Op-Ed: A ruinous Supreme Court decision to dismantle the wall between church and state

The outside of the U.S. Supreme Court in Washington.
The Supreme Court in Washington.
(Mariam Zuhaib / Associated Press)

On Tuesday, the Supreme Court took another major step toward obliterating the wall separating church and state by holding that the state of Maine is constitutionally required to subsidize religious education when it pays for private secular education. The implications of this decision in mandating government financial support for religion are enormous.

The 1st Amendment says that “Congress shall make no law respecting an establishment of religion or prohibiting the free exercise thereof.” In 1947, the Supreme Court ruled that the prohibition against the establishment of religion applied to the actions of state and local governments. All nine justices in that case agreed that this provision is best understood through the words of Thomas Jefferson, that there should be a wall separating church and state.

For decades, the court applied this principle in limiting the ability of the government to provide financial support for religious activities, including for religious schools. This followed James Madison’s view that it was abhorrent to tax people to support the religions of others. The central idea is that the government and its use of funds should be secular.


But now the law has shifted dramatically, and not only is the Supreme Court allowing aid to religious schools, it is saying that it is constitutionally required.

The case decided on Tuesday, Carson vs. Makin, involved a Maine law that applies in areas that are too rural to support public school systems. In those areas, school administrative units provide funds for parents to send their children to private schools. Maine requires that the money be used in secular, not sectarian schools. Maine says that its goal is to provide a free, nonreligious education for every student.

Two families who wanted to send their children to religious schools challenged to the Maine law, arguing that not subsidizing religious education violated their free exercise of religion. The court’s 6-3 decision, split on ideological lines, ruled in favor of the challengers, holding that not having the public pay for religious education when it pays for nonreligious education violates the Constitution.

This majority opinion, written by Chief Justice John G. Roberts, completely ignores the 1st Amendment’s prohibition on the establishment of religion. As Justice Stephen Breyer pointed out in his dissent, “the Establishment Clause forbids a State from paying for the practice of religion itself. And state neutrality in respect to the teaching of the practice of religion lies at the heart of this Clause.”

Until five years ago, the court never in American history had held that the free exercise of religion required the government to subsidize religion. But in the 2017 case Trinity Lutheran vs. Comer, the court held that Missouri violated free exercise of religion when it subsidized the resurfacing of playgrounds in public schools and secular private schools but not religious schools. Roberts, who also wrote that opinion, included a footnote stressing that the case addressed only the issue of granting money for “playground resurfacing,” not other “religious uses of funding.”

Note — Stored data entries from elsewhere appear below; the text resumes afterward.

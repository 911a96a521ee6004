//! Table-driven tests for configuration loading and validation.

mod common;

use vistoria::config::{load_config, load_config_from_str};

/// Represents a single config loading test case.
struct ConfigTestCase {
    /// Test case name for identification.
    name: &'static str,
    /// The config JSON content to test.
    config_json: &'static str,
    /// Whether loading should succeed.
    should_succeed: bool,
    /// Expected error substring (if should_succeed is false).
    expected_error: Option<&'static str>,
}

const JSON_CONFIG_TESTS: &[ConfigTestCase] = &[
    ConfigTestCase {
        name: "valid_minimal",
        config_json: r#"{
            "version": "1.0",
            "upload_directory": "/srv/uploads"
        }"#,
        should_succeed: true,
        expected_error: None,
    },
    ConfigTestCase {
        name: "valid_full",
        config_json: r#"{
            "version": "1.0",
            "database_path": "/var/lib/vistoria/vistoria.db",
            "upload_directory": "/srv/uploads",
            "worker_count": 4,
            "default_region": "SP",
            "ai": {
                "enabled": true,
                "endpoint": "https://llm.internal/v1",
                "api_key": "sk-test",
                "timeout_secs": 30
            },
            "detector": {
                "enabled": true,
                "endpoint": "http://localhost:9000/detect",
                "min_confidence": 0.6
            },
            "ocr": { "enabled": true, "languages": ["por", "eng"], "dpi": 200 },
            "costs": {
                "fallback_item_cost": 60.0,
                "deterioration_unit_cost": 120.0,
                "currency": "BRL"
            }
        }"#,
        should_succeed: true,
        expected_error: None,
    },
    ConfigTestCase {
        name: "missing_upload_directory",
        config_json: r#"{ "version": "1.0" }"#,
        should_succeed: false,
        expected_error: Some("upload_directory"),
    },
    ConfigTestCase {
        name: "unknown_version",
        config_json: r#"{ "version": "2.0", "upload_directory": "/u" }"#,
        should_succeed: false,
        expected_error: Some("2.0"),
    },
    ConfigTestCase {
        name: "zero_workers",
        config_json: r#"{ "version": "1.0", "upload_directory": "/u", "worker_count": 0 }"#,
        should_succeed: false,
        expected_error: None,
    },
    ConfigTestCase {
        name: "unknown_top_level_field",
        config_json: r#"{ "version": "1.0", "upload_directory": "/u", "rules": [] }"#,
        should_succeed: false,
        expected_error: Some("rules"),
    },
    ConfigTestCase {
        name: "negative_fallback_cost",
        config_json: r#"{
            "version": "1.0",
            "upload_directory": "/u",
            "costs": { "fallback_item_cost": -1 }
        }"#,
        should_succeed: false,
        expected_error: None,
    },
    ConfigTestCase {
        name: "detector_without_endpoint",
        config_json: r#"{
            "version": "1.0",
            "upload_directory": "/u",
            "detector": { "enabled": true }
        }"#,
        should_succeed: false,
        expected_error: Some("endpoint"),
    },
    ConfigTestCase {
        name: "not_json",
        config_json: "version: 1.0",
        should_succeed: false,
        expected_error: None,
    },
];

#[test]
fn test_json_config_table() {
    for case in JSON_CONFIG_TESTS {
        let result = load_config_from_str(case.config_json);
        match (case.should_succeed, result) {
            (true, Ok(_)) => {}
            (true, Err(e)) => panic!("{}: expected success, got {}", case.name, e),
            (false, Ok(_)) => panic!("{}: expected failure", case.name),
            (false, Err(e)) => {
                if let Some(expected) = case.expected_error {
                    let message = e.to_string();
                    assert!(
                        message.contains(expected),
                        "{}: error '{}' does not mention '{}'",
                        case.name,
                        message,
                        expected
                    );
                }
            }
        }
    }
}

#[test]
fn test_load_config_from_file() {
    let harness = common::TestHarness::new();
    let path = harness.temp_path().join("vistoria.json");
    std::fs::write(
        &path,
        format!(
            r#"{{"version": "1.0", "upload_directory": "{}", "worker_count": 2}}"#,
            harness.upload_dir.display()
        ),
    )
    .unwrap();

    let config = load_config(&path).unwrap();
    assert_eq!(config.worker_count, 2);
    assert_eq!(config.default_region, "RJ");
    assert!(!config.ai.enabled);
    assert_eq!(config.ocr.languages, vec!["por"]);
}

The court now blows apart the wall of separation — already damaged by the Trinity Lutheran case — by declaring that any time the government subsidizes private education it is constitutionally required to pay for religious education. This also means that if Maine does not want to financially support religious education, it must deny funds for secular private education as well.

The decision has huge implications for many spheres of public policy. Throughout the country, including in California, public school systems pay for charter schools. The law has always maintained that publicly financed charter schools must be secular. But now with this decision, there is a strong argument that the refusal to pay for religious charter schools violates free exercise of religion.

There is no stopping point and no reason this approach would be limited to the school context. If the government provides funds for historic preservation of buildings, it will be required to subsidize maintaining churches, synagogues and mosques. If the government pays for alcohol or drug rehabilitation programs, it will have to subsidize faith-based programs.


There has long been a debate over whether the government could even provide such assistance to a religious group or whether its choice to do so would be an impermissible establishment of religion. Now, though, the court’s conservative majority is saying that a subsidy for religion is constitutionally mandated. It is basically cutting the establishment clause out of the Constitution.

Soon before leaving the Supreme Court, former Justice Sandra Day O’Connor observed: “Those who would renegotiate the boundaries between church and state must therefore answer a difficult question: Why would we trade a system that has served us so well for one that has served others so poorly?” Unfortunately, Roberts and the conservatives offer no answer to this question.

Erwin Chemerinsky is dean of the UC Berkeley School of Law and a contributing writer to Opinion. He is the author, most recently, of “Presumed Guilty: How the Supreme Court Empowered the Police and Subverted Civil Rights.”